> [Goal of the exercise]
Search the records for the string "Duration", then copy each line where it appears.

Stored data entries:

++++++++

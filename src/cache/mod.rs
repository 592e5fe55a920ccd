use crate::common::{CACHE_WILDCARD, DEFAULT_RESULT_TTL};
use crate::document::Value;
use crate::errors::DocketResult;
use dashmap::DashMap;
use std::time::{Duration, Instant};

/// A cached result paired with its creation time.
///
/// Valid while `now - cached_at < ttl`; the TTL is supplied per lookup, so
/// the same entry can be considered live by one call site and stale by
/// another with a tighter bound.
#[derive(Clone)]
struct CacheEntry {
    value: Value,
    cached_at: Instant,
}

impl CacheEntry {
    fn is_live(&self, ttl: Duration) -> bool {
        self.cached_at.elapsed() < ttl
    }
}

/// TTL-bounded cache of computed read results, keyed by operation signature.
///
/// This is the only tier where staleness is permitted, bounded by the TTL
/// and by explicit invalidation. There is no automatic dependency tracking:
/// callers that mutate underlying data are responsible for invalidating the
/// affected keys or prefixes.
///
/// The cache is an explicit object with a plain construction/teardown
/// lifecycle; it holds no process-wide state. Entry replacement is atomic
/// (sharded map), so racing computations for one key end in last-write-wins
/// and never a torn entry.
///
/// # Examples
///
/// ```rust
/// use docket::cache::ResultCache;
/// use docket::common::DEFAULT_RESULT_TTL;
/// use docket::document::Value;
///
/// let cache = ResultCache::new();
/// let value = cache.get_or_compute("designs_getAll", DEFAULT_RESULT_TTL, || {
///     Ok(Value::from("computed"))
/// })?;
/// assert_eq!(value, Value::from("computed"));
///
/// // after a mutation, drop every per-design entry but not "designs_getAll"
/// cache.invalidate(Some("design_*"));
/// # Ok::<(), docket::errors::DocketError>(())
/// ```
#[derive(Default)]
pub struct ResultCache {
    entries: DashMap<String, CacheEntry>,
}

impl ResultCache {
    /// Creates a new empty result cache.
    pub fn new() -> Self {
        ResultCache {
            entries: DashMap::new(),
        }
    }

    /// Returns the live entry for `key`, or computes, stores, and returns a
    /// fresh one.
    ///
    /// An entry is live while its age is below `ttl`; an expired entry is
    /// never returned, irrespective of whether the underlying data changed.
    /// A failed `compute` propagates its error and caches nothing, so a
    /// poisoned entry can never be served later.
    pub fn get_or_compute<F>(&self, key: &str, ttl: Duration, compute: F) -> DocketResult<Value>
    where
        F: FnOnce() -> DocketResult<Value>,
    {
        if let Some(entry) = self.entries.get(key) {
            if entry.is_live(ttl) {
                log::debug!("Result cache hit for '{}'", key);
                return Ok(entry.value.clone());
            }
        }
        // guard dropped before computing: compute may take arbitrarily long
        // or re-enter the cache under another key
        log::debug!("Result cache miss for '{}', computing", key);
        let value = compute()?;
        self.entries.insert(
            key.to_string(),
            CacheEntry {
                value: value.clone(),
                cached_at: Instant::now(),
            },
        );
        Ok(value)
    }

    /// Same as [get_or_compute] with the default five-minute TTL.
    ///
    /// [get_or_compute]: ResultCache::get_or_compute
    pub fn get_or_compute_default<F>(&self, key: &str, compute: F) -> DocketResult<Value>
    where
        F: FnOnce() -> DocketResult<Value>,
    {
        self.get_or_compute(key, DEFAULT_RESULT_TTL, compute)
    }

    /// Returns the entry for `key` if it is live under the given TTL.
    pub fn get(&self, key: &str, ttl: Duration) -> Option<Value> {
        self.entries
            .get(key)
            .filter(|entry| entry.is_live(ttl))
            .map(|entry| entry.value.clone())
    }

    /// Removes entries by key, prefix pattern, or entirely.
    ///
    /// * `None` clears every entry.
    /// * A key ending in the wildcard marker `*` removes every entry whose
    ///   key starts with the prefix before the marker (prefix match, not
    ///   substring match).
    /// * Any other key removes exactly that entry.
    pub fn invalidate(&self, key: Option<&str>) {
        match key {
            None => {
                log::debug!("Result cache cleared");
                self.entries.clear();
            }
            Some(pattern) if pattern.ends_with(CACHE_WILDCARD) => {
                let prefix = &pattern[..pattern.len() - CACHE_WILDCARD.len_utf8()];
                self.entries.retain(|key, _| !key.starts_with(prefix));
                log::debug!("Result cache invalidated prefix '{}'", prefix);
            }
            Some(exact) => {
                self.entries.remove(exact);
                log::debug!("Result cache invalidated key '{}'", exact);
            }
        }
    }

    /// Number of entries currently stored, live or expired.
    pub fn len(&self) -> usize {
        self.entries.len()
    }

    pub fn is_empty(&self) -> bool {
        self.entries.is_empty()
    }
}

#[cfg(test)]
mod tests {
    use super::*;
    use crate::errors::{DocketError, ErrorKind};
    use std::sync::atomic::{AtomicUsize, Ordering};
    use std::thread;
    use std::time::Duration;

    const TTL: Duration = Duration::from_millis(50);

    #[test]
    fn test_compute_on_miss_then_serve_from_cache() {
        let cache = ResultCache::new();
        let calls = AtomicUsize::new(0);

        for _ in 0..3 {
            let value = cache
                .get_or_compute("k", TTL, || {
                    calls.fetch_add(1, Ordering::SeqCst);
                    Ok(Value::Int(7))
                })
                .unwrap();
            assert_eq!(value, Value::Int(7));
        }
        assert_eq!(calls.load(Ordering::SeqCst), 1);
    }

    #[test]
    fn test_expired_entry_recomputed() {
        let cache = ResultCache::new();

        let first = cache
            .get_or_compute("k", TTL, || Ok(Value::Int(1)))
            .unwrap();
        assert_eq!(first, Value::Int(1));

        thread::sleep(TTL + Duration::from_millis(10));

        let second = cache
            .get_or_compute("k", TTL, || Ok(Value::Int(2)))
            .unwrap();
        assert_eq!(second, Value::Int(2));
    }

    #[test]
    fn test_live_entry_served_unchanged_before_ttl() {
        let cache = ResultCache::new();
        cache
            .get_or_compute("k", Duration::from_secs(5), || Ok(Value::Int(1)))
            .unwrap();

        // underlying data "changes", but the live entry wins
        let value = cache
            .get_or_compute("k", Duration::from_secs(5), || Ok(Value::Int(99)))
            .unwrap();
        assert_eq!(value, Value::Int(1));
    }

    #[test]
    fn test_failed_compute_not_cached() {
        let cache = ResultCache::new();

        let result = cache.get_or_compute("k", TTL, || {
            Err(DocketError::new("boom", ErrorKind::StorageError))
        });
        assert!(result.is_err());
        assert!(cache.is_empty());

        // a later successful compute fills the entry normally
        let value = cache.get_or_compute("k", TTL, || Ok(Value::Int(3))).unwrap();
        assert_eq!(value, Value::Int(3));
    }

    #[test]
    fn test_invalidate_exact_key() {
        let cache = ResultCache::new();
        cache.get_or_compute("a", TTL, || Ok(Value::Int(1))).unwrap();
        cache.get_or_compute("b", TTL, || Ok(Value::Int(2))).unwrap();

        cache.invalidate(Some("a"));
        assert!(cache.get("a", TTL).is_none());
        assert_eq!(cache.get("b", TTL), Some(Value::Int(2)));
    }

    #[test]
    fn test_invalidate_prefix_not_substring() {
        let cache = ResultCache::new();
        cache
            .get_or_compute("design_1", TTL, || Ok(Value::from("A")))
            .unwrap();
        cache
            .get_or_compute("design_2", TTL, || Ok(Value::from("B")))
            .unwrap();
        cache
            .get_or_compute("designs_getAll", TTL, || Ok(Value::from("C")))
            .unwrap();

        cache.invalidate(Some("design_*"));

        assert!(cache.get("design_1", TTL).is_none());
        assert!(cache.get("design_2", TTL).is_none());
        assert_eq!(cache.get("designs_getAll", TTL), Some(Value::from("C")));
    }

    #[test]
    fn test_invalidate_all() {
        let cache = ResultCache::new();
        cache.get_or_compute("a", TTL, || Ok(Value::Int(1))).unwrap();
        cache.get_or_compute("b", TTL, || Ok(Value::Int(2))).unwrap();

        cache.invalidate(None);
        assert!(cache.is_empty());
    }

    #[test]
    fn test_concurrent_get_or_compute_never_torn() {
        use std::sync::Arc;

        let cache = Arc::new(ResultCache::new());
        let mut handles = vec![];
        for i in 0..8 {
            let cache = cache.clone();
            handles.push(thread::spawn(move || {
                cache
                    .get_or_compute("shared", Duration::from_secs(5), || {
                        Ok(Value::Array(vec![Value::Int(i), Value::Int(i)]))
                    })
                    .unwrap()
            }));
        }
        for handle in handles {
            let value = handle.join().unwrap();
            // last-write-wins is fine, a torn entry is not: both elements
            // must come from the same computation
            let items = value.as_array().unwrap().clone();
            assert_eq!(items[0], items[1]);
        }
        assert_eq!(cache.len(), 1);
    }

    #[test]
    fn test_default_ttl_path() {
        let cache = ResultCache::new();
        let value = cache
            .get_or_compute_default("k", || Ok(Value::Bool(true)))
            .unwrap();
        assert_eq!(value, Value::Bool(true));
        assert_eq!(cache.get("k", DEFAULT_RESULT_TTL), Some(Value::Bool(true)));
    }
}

++++++++

> [Task result]
use std::time::{Duration, Instant};
    fn is_live(&self, ttl: Duration) -> bool {
    pub fn get_or_compute<F>(&self, key: &str, ttl: Duration, compute: F) -> DocketResult<Value>
    pub fn get(&self, key: &str, ttl: Duration) -> Option<Value> {
    use std::time::Duration;
    const TTL: Duration = Duration::from_millis(50);
        thread::sleep(TTL + Duration::from_millis(10));
            .get_or_compute("k", Duration::from_secs(5), || Ok(Value::Int(1)))
            .get_or_compute("k", Duration::from_secs(5), || Ok(Value::Int(99)))
                    .get_or_compute("shared", Duration::from_secs(5), || {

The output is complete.